**Exercise details:**
If a line in the records below contains the word "logs", copy it out.

*** Opening of Listed records ***

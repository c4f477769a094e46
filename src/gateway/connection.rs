//! Process-wide connection handle with an explicit state machine
//!
//! `Uninitialized -> Connecting -> Ready -> (error) Invalid -> Connecting -> Ready ...`
//!
//! Every transition happens under one async mutex, so callers arriving
//! while a connection is being established wait for that attempt instead
//! of starting their own.

use crate::error::{Result, WarehouseError};
use async_trait::async_trait;
use serde::{Deserialize, Serialize};
use std::fmt;
use std::sync::atomic::{AtomicU64, AtomicU8, Ordering};
use std::sync::Arc;
use std::time::Duration;
use tokio::sync::Mutex;
use tracing::{debug, info, warn};

/// Establishes new connections to a source
#[async_trait]
pub trait Connector: Send + Sync + 'static {
    type Connection: Send + Sync + 'static;

    /// Open and validate a new connection
    async fn connect(&self) -> Result<Self::Connection>;

    /// Human-readable target for logs; must not contain secrets
    fn describe(&self) -> String;
}

/// Observable state of the connection handle
#[derive(Debug, Clone, Copy, PartialEq, Eq, Serialize, Deserialize)]
#[serde(rename_all = "lowercase")]
pub enum ConnectionStatus {
    Uninitialized,
    Connecting,
    Ready,
    Invalid,
}

impl ConnectionStatus {
    fn as_u8(self) -> u8 {
        match self {
            ConnectionStatus::Uninitialized => 0,
            ConnectionStatus::Connecting => 1,
            ConnectionStatus::Ready => 2,
            ConnectionStatus::Invalid => 3,
        }
    }

    fn from_u8(v: u8) -> Self {
        match v {
            1 => ConnectionStatus::Connecting,
            2 => ConnectionStatus::Ready,
            3 => ConnectionStatus::Invalid,
            _ => ConnectionStatus::Uninitialized,
        }
    }
}

impl fmt::Display for ConnectionStatus {
    fn fmt(&self, f: &mut fmt::Formatter<'_>) -> fmt::Result {
        match self {
            ConnectionStatus::Uninitialized => write!(f, "uninitialized"),
            ConnectionStatus::Connecting => write!(f, "connecting"),
            ConnectionStatus::Ready => write!(f, "ready"),
            ConnectionStatus::Invalid => write!(f, "invalid"),
        }
    }
}

/// A ready connection together with the generation it belongs to
pub struct ConnectionLease<C> {
    pub connection: Arc<C>,
    /// Pass back to [`ConnectionManager::invalidate`] when this connection fails
    pub generation: u64,
}

enum Slot<C> {
    Empty,
    Ready { connection: Arc<C>, generation: u64 },
}

/// Lazily created, shared connection handle
pub struct ConnectionManager<K: Connector> {
    connector: K,
    slot: Mutex<Slot<K::Connection>>,
    status: AtomicU8,
    generation: AtomicU64,
    connect_timeout: Duration,
}

impl<K: Connector> ConnectionManager<K> {
    pub fn new(connector: K, connect_timeout: Duration) -> Self {
        Self {
            connector,
            slot: Mutex::new(Slot::Empty),
            status: AtomicU8::new(ConnectionStatus::Uninitialized.as_u8()),
            generation: AtomicU64::new(0),
            connect_timeout,
        }
    }

    /// Return the ready connection, establishing one first if needed
    ///
    /// # Errors
    /// `ConnectionError` if the connector fails, `TimeoutError` if it does
    /// not finish within the connect timeout. Either leaves the handle
    /// `Invalid`.
    pub async fn acquire(&self) -> Result<ConnectionLease<K::Connection>> {
        let mut slot = self.slot.lock().await;

        if let Slot::Ready {
            connection,
            generation,
        } = &*slot
        {
            return Ok(ConnectionLease {
                connection: Arc::clone(connection),
                generation: *generation,
            });
        }

        self.set_status(ConnectionStatus::Connecting);
        info!("Connecting to {}", self.connector.describe());

        match tokio::time::timeout(self.connect_timeout, self.connector.connect()).await {
            Ok(Ok(connection)) => {
                let generation = self.generation.fetch_add(1, Ordering::SeqCst) + 1;
                let connection = Arc::new(connection);
                *slot = Slot::Ready {
                    connection: Arc::clone(&connection),
                    generation,
                };
                self.set_status(ConnectionStatus::Ready);
                info!(generation, "Connected to {}", self.connector.describe());
                Ok(ConnectionLease {
                    connection,
                    generation,
                })
            }
            Ok(Err(e)) => {
                *slot = Slot::Empty;
                self.set_status(ConnectionStatus::Invalid);
                warn!("Failed to connect to {}: {}", self.connector.describe(), e);
                Err(match e {
                    WarehouseError::ConnectionError(_) | WarehouseError::TimeoutError { .. } => e,
                    other => WarehouseError::ConnectionError(other.to_string()),
                })
            }
            Err(_) => {
                *slot = Slot::Empty;
                self.set_status(ConnectionStatus::Invalid);
                warn!(
                    "Connecting to {} timed out after {:?}",
                    self.connector.describe(),
                    self.connect_timeout
                );
                Err(WarehouseError::timeout(
                    self.connect_timeout,
                    format!("connecting to {}", self.connector.describe()),
                ))
            }
        }
    }

    /// Mark the connection of `generation` invalid
    ///
    /// Returns `false` when that connection was already replaced, so a late
    /// failure report never tears down a newer, healthy connection.
    pub async fn invalidate(&self, generation: u64) -> bool {
        let mut slot = self.slot.lock().await;
        match &*slot {
            Slot::Ready {
                generation: current,
                ..
            } if *current == generation => {
                *slot = Slot::Empty;
                self.set_status(ConnectionStatus::Invalid);
                warn!(generation, "Invalidated connection to {}", self.connector.describe());
                true
            }
            _ => {
                debug!(generation, "Ignoring invalidation of a stale connection generation");
                false
            }
        }
    }

    /// Invalidate whatever connection is held
    pub async fn reset(&self) {
        let mut slot = self.slot.lock().await;
        if let Slot::Ready { generation, .. } = &*slot {
            info!(generation = *generation, "Resetting connection to {}", self.connector.describe());
            *slot = Slot::Empty;
            self.set_status(ConnectionStatus::Invalid);
        }
    }

    pub fn status(&self) -> ConnectionStatus {
        ConnectionStatus::from_u8(self.status.load(Ordering::SeqCst))
    }

    /// Number of connections established so far
    pub fn generation(&self) -> u64 {
        self.generation.load(Ordering::SeqCst)
    }

    pub fn connector(&self) -> &K {
        &self.connector
    }

    fn set_status(&self, status: ConnectionStatus) {
        self.status.store(status.as_u8(), Ordering::SeqCst);
    }
}
//! Records of entries leaving the cache
//!
//! Freshness is decided per call from the caller's ttl, so nothing here
//! decides *whether* an entry is usable. These types describe why entries
//! were removed, for logs and for callers of the bulk operations.

use crate::descriptor::CacheKey;
use chrono::{DateTime, Utc};
use serde::{Deserialize, Serialize};

/// Reason for cache invalidation
#[derive(Debug, Clone, PartialEq, Eq, Hash, Serialize, Deserialize)]
pub enum InvalidationReason {
    /// Entry outlived its ttl plus the stale retention window
    Expired,

    /// Manual invalidation of one descriptor
    Manual,

    /// Whole cache cleared (refresh button)
    Cleared,

    /// A table the query reads was reported as changed
    TableChanged { table: String },

    /// Credentials rotated or connection replaced
    Reconnected,

    /// Evicted by LRU policy
    LeastRecentlyUsed,
}

impl std::fmt::Display for InvalidationReason {
    fn fmt(&self, f: &mut std::fmt::Formatter<'_>) -> std::fmt::Result {
        match self {
            InvalidationReason::Expired => write!(f, "retention expired"),
            InvalidationReason::Manual => write!(f, "manual invalidation"),
            InvalidationReason::Cleared => write!(f, "cache cleared"),
            InvalidationReason::TableChanged { table } => write!(f, "table changed: {}", table),
            InvalidationReason::Reconnected => write!(f, "reconnected"),
            InvalidationReason::LeastRecentlyUsed => write!(f, "LRU eviction"),
        }
    }
}

/// A batch of entries removed for one reason
#[derive(Debug, Clone, Serialize, Deserialize)]
pub struct InvalidationEvent {
    /// Reason for invalidation
    pub reason: InvalidationReason,

    /// When the invalidation occurred
    pub timestamp: DateTime<Utc>,

    /// Keys that were invalidated
    pub keys: Vec<CacheKey>,

    /// In-flight fetches whose results will not be stored
    pub detached_fetches: usize,
}

impl InvalidationEvent {
    pub fn new(reason: InvalidationReason, timestamp: DateTime<Utc>, keys: Vec<CacheKey>) -> Self {
        Self {
            reason,
            timestamp,
            keys,
            detached_fetches: 0,
        }
    }

    pub fn with_detached(mut self, detached: usize) -> Self {
        self.detached_fetches = detached;
        self
    }

    /// Number of entries removed
    pub fn len(&self) -> usize {
        self.keys.len()
    }

    pub fn is_empty(&self) -> bool {
        self.keys.is_empty() && self.detached_fetches == 0
    }
}

#[cfg(test)]
mod tests {
    use super::*;
    use crate::descriptor::QueryDescriptor;

    #[test]
    fn test_invalidation_reason_display() {
        assert_eq!(InvalidationReason::Expired.to_string(), "retention expired");
        assert_eq!(
            InvalidationReason::TableChanged {
                table: "GOLD.FACT_ALERTS".into()
            }
            .to_string(),
            "table changed: GOLD.FACT_ALERTS"
        );
    }

    #[test]
    fn test_invalidation_event() {
        let key = QueryDescriptor::from_text("SELECT 1").unwrap().cache_key().clone();
        let event = InvalidationEvent::new(InvalidationReason::Cleared, Utc::now(), vec![key]).with_detached(2);

        assert_eq!(event.len(), 1);
        assert_eq!(event.detached_fetches, 2);
        assert!(!event.is_empty());
        assert!(InvalidationEvent::new(InvalidationReason::Manual, Utc::now(), Vec::new()).is_empty());
    }
}
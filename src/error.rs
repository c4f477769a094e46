//! Error types for warehouse queries and the result cache
//!
//! A single enum covers descriptor validation, gateway failures and cache
//! fetch failures. Errors are `Clone` so that one coalesced fetch outcome
//! can be handed to every caller waiting on it.

use thiserror::Error;

/// Main error type for warehouse and cache operations
#[derive(Error, Debug, Clone)]
pub enum WarehouseError {
    /// Malformed query descriptor - a caller bug, never retried
    #[error("Validation error: {0}")]
    ValidationError(String),

    /// Connection could not be established or reused
    #[error("Connection error: {0}")]
    ConnectionError(String),

    /// Malformed query or missing object in the warehouse
    #[error("Query error: {0}")]
    QueryError(String),

    /// Operation exceeded its configured duration
    #[error("Operation timed out after {timeout_ms}ms: {context}")]
    TimeoutError { timeout_ms: u64, context: String },

    /// A cache fetch failed; wraps the gateway error that caused it
    #[error("Fetch failed for {query}: {source}")]
    FetchError {
        query: String,
        #[source]
        source: Box<WarehouseError>,
    },

    /// Configuration error
    #[error("Configuration error: {0}")]
    ConfigError(String),

    /// Serialization/Deserialization error
    #[error("Serialization error: {0}")]
    SerializationError(String),

    /// Generic error with context
    #[error("Error: {0}")]
    Other(String),
}

/// Result type alias for warehouse operations
pub type Result<T> = std::result::Result<T, WarehouseError>;

impl WarehouseError {
    /// Build a timeout error from a duration
    pub fn timeout(timeout: std::time::Duration, context: impl Into<String>) -> Self {
        WarehouseError::TimeoutError {
            timeout_ms: timeout.as_millis() as u64,
            context: context.into(),
        }
    }

    /// Wrap a gateway error raised while filling the cache
    pub fn fetch(query: impl Into<String>, cause: WarehouseError) -> Self {
        WarehouseError::FetchError {
            query: query.into(),
            source: Box::new(cause),
        }
    }

    /// Whether retrying the same operation later may succeed
    pub fn is_retryable(&self) -> bool {
        match self {
            WarehouseError::ConnectionError(_) | WarehouseError::TimeoutError { .. } => true,
            WarehouseError::FetchError { source, .. } => source.is_retryable(),
            _ => false,
        }
    }

    /// The innermost cause, unwrapping any `FetchError` layers
    pub fn root_cause(&self) -> &WarehouseError {
        match self {
            WarehouseError::FetchError { source, .. } => source.root_cause(),
            other => other,
        }
    }
}

impl From<String> for WarehouseError {
    fn from(s: String) -> Self {
        WarehouseError::Other(s)
    }
}

impl From<&str> for WarehouseError {
    fn from(s: &str) -> Self {
        WarehouseError::Other(s.to_string())
    }
}

impl From<serde_json::Error> for WarehouseError {
    fn from(e: serde_json::Error) -> Self {
        WarehouseError::SerializationError(e.to_string())
    }
}
//! Query descriptors
//!
//! A [`QueryDescriptor`] is the validated identity of a parameterized,
//! read-only query: its text plus the values bound to its `:name`
//! placeholders. Equality, hashing and the derived [`CacheKey`] are
//! structural and independent of the order parameters were supplied in.
//!
//! ```
//! use fraudboard_core::QueryDescriptor;
//!
//! let a = QueryDescriptor::builder("SELECT * FROM GOLD.FACT_ALERTS WHERE SEVERITY = :sev AND AMOUNT >= :min")
//!     .param("sev", "CRITICAL")
//!     .param("min", 5000)
//!     .build()
//!     .unwrap();
//! let b = QueryDescriptor::builder("SELECT * FROM GOLD.FACT_ALERTS WHERE SEVERITY = :sev AND AMOUNT >= :min")
//!     .param("min", 5000)
//!     .param("sev", "CRITICAL")
//!     .build()
//!     .unwrap();
//! assert_eq!(a.cache_key(), b.cache_key());
//! ```

use crate::error::{Result, WarehouseError};
use chrono::{NaiveDate, NaiveDateTime};
use serde::{Deserialize, Serialize};
use std::collections::{BTreeMap, BTreeSet};
use std::fmt;
use std::hash::{Hash, Hasher};
use std::ops::Range;

/// A value bound to a query placeholder
#[derive(Debug, Clone)]
pub enum ParamValue {
    Null,
    Bool(bool),
    Int(i64),
    /// Must be finite
    Float(f64),
    Text(String),
    Date(NaiveDate),
    Timestamp(NaiveDateTime),
    /// Expanded into an `IN (...)` list; non-empty and flat
    List(Vec<ParamValue>),
}

impl ParamValue {
    fn validate(&self, name: &str) -> Result<()> {
        match self {
            ParamValue::Float(f) if !f.is_finite() => Err(WarehouseError::ValidationError(
                format!("parameter '{}' is not a finite number", name),
            )),
            ParamValue::List(items) => {
                if items.is_empty() {
                    return Err(WarehouseError::ValidationError(format!(
                        "parameter '{}' is an empty list",
                        name
                    )));
                }
                for item in items {
                    if matches!(item, ParamValue::List(_)) {
                        return Err(WarehouseError::ValidationError(format!(
                            "parameter '{}' contains a nested list",
                            name
                        )));
                    }
                    item.validate(name)?;
                }
                Ok(())
            }
            _ => Ok(()),
        }
    }

    /// Number of positional markers this value occupies once bound
    pub fn arity(&self) -> usize {
        match self {
            ParamValue::List(items) => items.len(),
            _ => 1,
        }
    }
}

impl PartialEq for ParamValue {
    fn eq(&self, other: &Self) -> bool {
        match (self, other) {
            (ParamValue::Null, ParamValue::Null) => true,
            (ParamValue::Bool(a), ParamValue::Bool(b)) => a == b,
            (ParamValue::Int(a), ParamValue::Int(b)) => a == b,
            (ParamValue::Float(a), ParamValue::Float(b)) => a.to_bits() == b.to_bits(),
            (ParamValue::Text(a), ParamValue::Text(b)) => a == b,
            (ParamValue::Date(a), ParamValue::Date(b)) => a == b,
            (ParamValue::Timestamp(a), ParamValue::Timestamp(b)) => a == b,
            (ParamValue::List(a), ParamValue::List(b)) => a == b,
            _ => false,
        }
    }
}

impl Eq for ParamValue {}

impl Hash for ParamValue {
    fn hash<H: Hasher>(&self, state: &mut H) {
        std::mem::discriminant(self).hash(state);
        match self {
            ParamValue::Null => {}
            ParamValue::Bool(b) => b.hash(state),
            ParamValue::Int(i) => i.hash(state),
            ParamValue::Float(f) => f.to_bits().hash(state),
            ParamValue::Text(s) => s.hash(state),
            ParamValue::Date(d) => d.hash(state),
            ParamValue::Timestamp(t) => t.hash(state),
            ParamValue::List(items) => items.hash(state),
        }
    }
}

/// Canonical rendering used inside cache keys; distinct values render distinctly
impl fmt::Display for ParamValue {
    fn fmt(&self, f: &mut fmt::Formatter<'_>) -> fmt::Result {
        match self {
            ParamValue::Null => write!(f, "null"),
            ParamValue::Bool(b) => write!(f, "{}", b),
            ParamValue::Int(i) => write!(f, "{}", i),
            ParamValue::Float(x) => write!(f, "{:?}", x),
            ParamValue::Text(s) => write!(f, "{:?}", s),
            ParamValue::Date(d) => write!(f, "date'{}'", d),
            ParamValue::Timestamp(t) => write!(f, "timestamp'{}'", t.format("%Y-%m-%dT%H:%M:%S%.f")),
            ParamValue::List(items) => {
                write!(f, "[")?;
                for (i, item) in items.iter().enumerate() {
                    if i > 0 {
                        write!(f, ",")?;
                    }
                    write!(f, "{}", item)?;
                }
                write!(f, "]")
            }
        }
    }
}

impl From<bool> for ParamValue {
    fn from(v: bool) -> Self {
        ParamValue::Bool(v)
    }
}

impl From<i32> for ParamValue {
    fn from(v: i32) -> Self {
        ParamValue::Int(v as i64)
    }
}

impl From<i64> for ParamValue {
    fn from(v: i64) -> Self {
        ParamValue::Int(v)
    }
}

impl From<u32> for ParamValue {
    fn from(v: u32) -> Self {
        ParamValue::Int(v as i64)
    }
}

impl From<f64> for ParamValue {
    fn from(v: f64) -> Self {
        ParamValue::Float(v)
    }
}

impl From<&str> for ParamValue {
    fn from(v: &str) -> Self {
        ParamValue::Text(v.to_string())
    }
}

impl From<String> for ParamValue {
    fn from(v: String) -> Self {
        ParamValue::Text(v)
    }
}

impl From<NaiveDate> for ParamValue {
    fn from(v: NaiveDate) -> Self {
        ParamValue::Date(v)
    }
}

impl From<NaiveDateTime> for ParamValue {
    fn from(v: NaiveDateTime) -> Self {
        ParamValue::Timestamp(v)
    }
}

impl<T: Into<ParamValue>> From<Vec<T>> for ParamValue {
    fn from(v: Vec<T>) -> Self {
        ParamValue::List(v.into_iter().map(Into::into).collect())
    }
}

impl<T: Into<ParamValue>> From<Option<T>> for ParamValue {
    fn from(v: Option<T>) -> Self {
        v.map(Into::into).unwrap_or(ParamValue::Null)
    }
}

/// Canonical cache key derived from query text and sorted parameters
#[derive(Debug, Clone, PartialEq, Eq, Hash, PartialOrd, Ord, Serialize, Deserialize)]
pub struct CacheKey(String);

impl CacheKey {
    pub fn as_str(&self) -> &str {
        &self.0
    }
}

impl fmt::Display for CacheKey {
    fn fmt(&self, f: &mut fmt::Formatter<'_>) -> fmt::Result {
        f.write_str(&self.0)
    }
}

impl AsRef<str> for CacheKey {
    fn as_ref(&self) -> &str {
        &self.0
    }
}

/// A `:name` placeholder occurrence in query text
#[derive(Debug, Clone, PartialEq, Eq)]
pub struct Placeholder {
    pub name: String,
    /// Byte range of the placeholder including the leading colon
    pub span: Range<usize>,
}

/// Validated, immutable identity of a parameterized read query
#[derive(Debug, Clone, PartialEq, Eq, Hash)]
pub struct QueryDescriptor {
    text: String,
    params: BTreeMap<String, ParamValue>,
    key: CacheKey,
}

impl QueryDescriptor {
    /// Create a descriptor from query text and parameter bindings
    ///
    /// # Errors
    /// `ValidationError` if the text is blank, a name is not an identifier or
    /// bound twice, a value is unsupported, or placeholders and bindings do not
    /// match one-to-one.
    pub fn new<K, V, I>(text: impl Into<String>, params: I) -> Result<Self>
    where
        K: Into<String>,
        V: Into<ParamValue>,
        I: IntoIterator<Item = (K, V)>,
    {
        let text = text.into();
        if text.trim().is_empty() {
            return Err(WarehouseError::ValidationError(
                "query text is empty".to_string(),
            ));
        }

        let mut bound = BTreeMap::new();
        for (name, value) in params {
            let name = name.into();
            let value = value.into();
            if !is_identifier(&name) {
                return Err(WarehouseError::ValidationError(format!(
                    "'{}' is not a valid parameter name",
                    name
                )));
            }
            value.validate(&name)?;
            if bound.insert(name.clone(), value).is_some() {
                return Err(WarehouseError::ValidationError(format!(
                    "parameter '{}' is bound more than once",
                    name
                )));
            }
        }

        let referenced: BTreeSet<String> =
            scan_placeholders(&text).into_iter().map(|p| p.name).collect();
        if let Some(missing) = referenced.iter().find(|name| !bound.contains_key(*name)) {
            return Err(WarehouseError::ValidationError(format!(
                "placeholder ':{}' has no bound value",
                missing
            )));
        }
        if let Some(unused) = bound.keys().find(|name| !referenced.contains(*name)) {
            return Err(WarehouseError::ValidationError(format!(
                "parameter '{}' is not referenced by the query",
                unused
            )));
        }

        let key = build_key(&text, &bound);
        Ok(Self {
            text,
            params: bound,
            key,
        })
    }

    /// Descriptor for a query without parameters
    pub fn from_text(text: impl Into<String>) -> Result<Self> {
        Self::new(text, Vec::<(String, ParamValue)>::new())
    }

    /// Start building a descriptor parameter by parameter
    pub fn builder(text: impl Into<String>) -> QueryDescriptorBuilder {
        QueryDescriptorBuilder {
            text: text.into(),
            params: Vec::new(),
        }
    }

    pub fn text(&self) -> &str {
        &self.text
    }

    /// Bound parameters, sorted by name
    pub fn params(&self) -> &BTreeMap<String, ParamValue> {
        &self.params
    }

    pub fn param(&self, name: &str) -> Option<&ParamValue> {
        self.params.get(name)
    }

    pub fn cache_key(&self) -> &CacheKey {
        &self.key
    }

    /// Placeholder occurrences in text order
    pub fn placeholders(&self) -> Vec<Placeholder> {
        scan_placeholders(&self.text)
    }

    /// Upper-cased object names that follow `FROM` or `JOIN`
    ///
    /// This is a lexical approximation used for invalidation tags; it may
    /// report extra names but does not miss a plain `FROM`/`JOIN` target.
    pub fn referenced_tables(&self) -> BTreeSet<String> {
        const NOT_TABLES: [&str; 3] = ["SELECT", "LATERAL", "TABLE"];

        let tokens: Vec<&str> = self
            .text
            .split(|c: char| c.is_whitespace() || c == ',' || c == '(' || c == ')')
            .filter(|t| !t.is_empty())
            .collect();

        let mut tables = BTreeSet::new();
        for pair in tokens.windows(2) {
            if !(pair[0].eq_ignore_ascii_case("from") || pair[0].eq_ignore_ascii_case("join")) {
                continue;
            }
            let name = pair[1].trim_end_matches(';').replace('"', "");
            if name.is_empty()
                || !name
                    .chars()
                    .all(|c| c.is_ascii_alphanumeric() || c == '_' || c == '.' || c == '$')
            {
                continue;
            }
            let name = name.to_ascii_uppercase();
            if !NOT_TABLES.contains(&name.as_str()) {
                tables.insert(name);
            }
        }
        tables
    }

    /// Whether `table` (qualified or not) is one of the referenced tables
    pub fn references_table(&self, table: &str) -> bool {
        let wanted = table.replace('"', "").to_ascii_uppercase();
        let suffix = format!(".{}", wanted);
        self.referenced_tables()
            .iter()
            .any(|t| *t == wanted || t.ends_with(&suffix))
    }

    /// Single-line, length-limited rendering for logs
    pub fn summary(&self) -> String {
        const MAX: usize = 96;
        let collapsed = self.text.split_whitespace().collect::<Vec<_>>().join(" ");
        if collapsed.chars().count() <= MAX {
            collapsed
        } else {
            let head: String = collapsed.chars().take(MAX).collect();
            format!("{}...", head)
        }
    }
}

impl fmt::Display for QueryDescriptor {
    fn fmt(&self, f: &mut fmt::Formatter<'_>) -> fmt::Result {
        f.write_str(&self.summary())
    }
}

/// Builder collecting parameters before validation
#[derive(Debug, Clone)]
pub struct QueryDescriptorBuilder {
    text: String,
    params: Vec<(String, ParamValue)>,
}

impl QueryDescriptorBuilder {
    /// Bind a value to `:name`
    pub fn param(mut self, name: impl Into<String>, value: impl Into<ParamValue>) -> Self {
        self.params.push((name.into(), value.into()));
        self
    }

    /// Validate and build the descriptor
    pub fn build(self) -> Result<QueryDescriptor> {
        QueryDescriptor::new(self.text, self.params)
    }
}

fn build_key(text: &str, params: &BTreeMap<String, ParamValue>) -> CacheKey {
    let mut key = text.to_string();
    if !params.is_empty() {
        let rendered: Vec<String> = params
            .iter()
            .map(|(name, value)| format!("{}={}", name, value))
            .collect();
        key.push('?');
        key.push_str(&rendered.join("&"));
    }
    CacheKey(key)
}

fn is_identifier(name: &str) -> bool {
    let mut chars = name.chars();
    match chars.next() {
        Some(c) if c.is_ascii_alphabetic() || c == '_' => {}
        _ => return false,
    }
    chars.all(|c| c.is_ascii_alphanumeric() || c == '_')
}

/// Find `:name` placeholders, skipping literals, quoted identifiers,
/// comments and `::` casts
fn scan_placeholders(text: &str) -> Vec<Placeholder> {
    let bytes = text.as_bytes();
    let len = bytes.len();
    let mut found = Vec::new();
    let mut i = 0;

    while i < len {
        match bytes[i] {
            b'\'' => {
                i += 1;
                while i < len {
                    match bytes[i] {
                        b'\\' => i += 2,
                        b'\'' if i + 1 < len && bytes[i + 1] == b'\'' => i += 2,
                        b'\'' => break,
                        _ => i += 1,
                    }
                }
                i += 1;
            }
            b'"' => {
                i += 1;
                while i < len && bytes[i] != b'"' {
                    i += 1;
                }
                i += 1;
            }
            b'-' if i + 1 < len && bytes[i + 1] == b'-' => {
                while i < len && bytes[i] != b'\n' {
                    i += 1;
                }
            }
            b'/' if i + 1 < len && bytes[i + 1] == b'*' => {
                i += 2;
                while i + 1 < len && !(bytes[i] == b'*' && bytes[i + 1] == b'/') {
                    i += 1;
                }
                i += 2;
            }
            b':' if i + 1 < len && bytes[i + 1] == b':' => i += 2,
            b':' => {
                let start = i;
                let mut end = i + 1;
                if end < len && (bytes[end].is_ascii_alphabetic() || bytes[end] == b'_') {
                    end += 1;
                    while end < len && (bytes[end].is_ascii_alphanumeric() || bytes[end] == b'_') {
                        end += 1;
                    }
                    found.push(Placeholder {
                        name: text[start + 1..end].to_string(),
                        span: start..end,
                    });
                    i = end;
                } else {
                    i += 1;
                }
            }
            _ => i += 1,
        }
    }

    found
}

*** Close of Listed records ***

**Answer to this exercise:**
    /// Human-readable target for logs; must not contain secrets
//! were removed, for logs and for callers of the bulk operations.
    /// Single-line, length-limited rendering for logs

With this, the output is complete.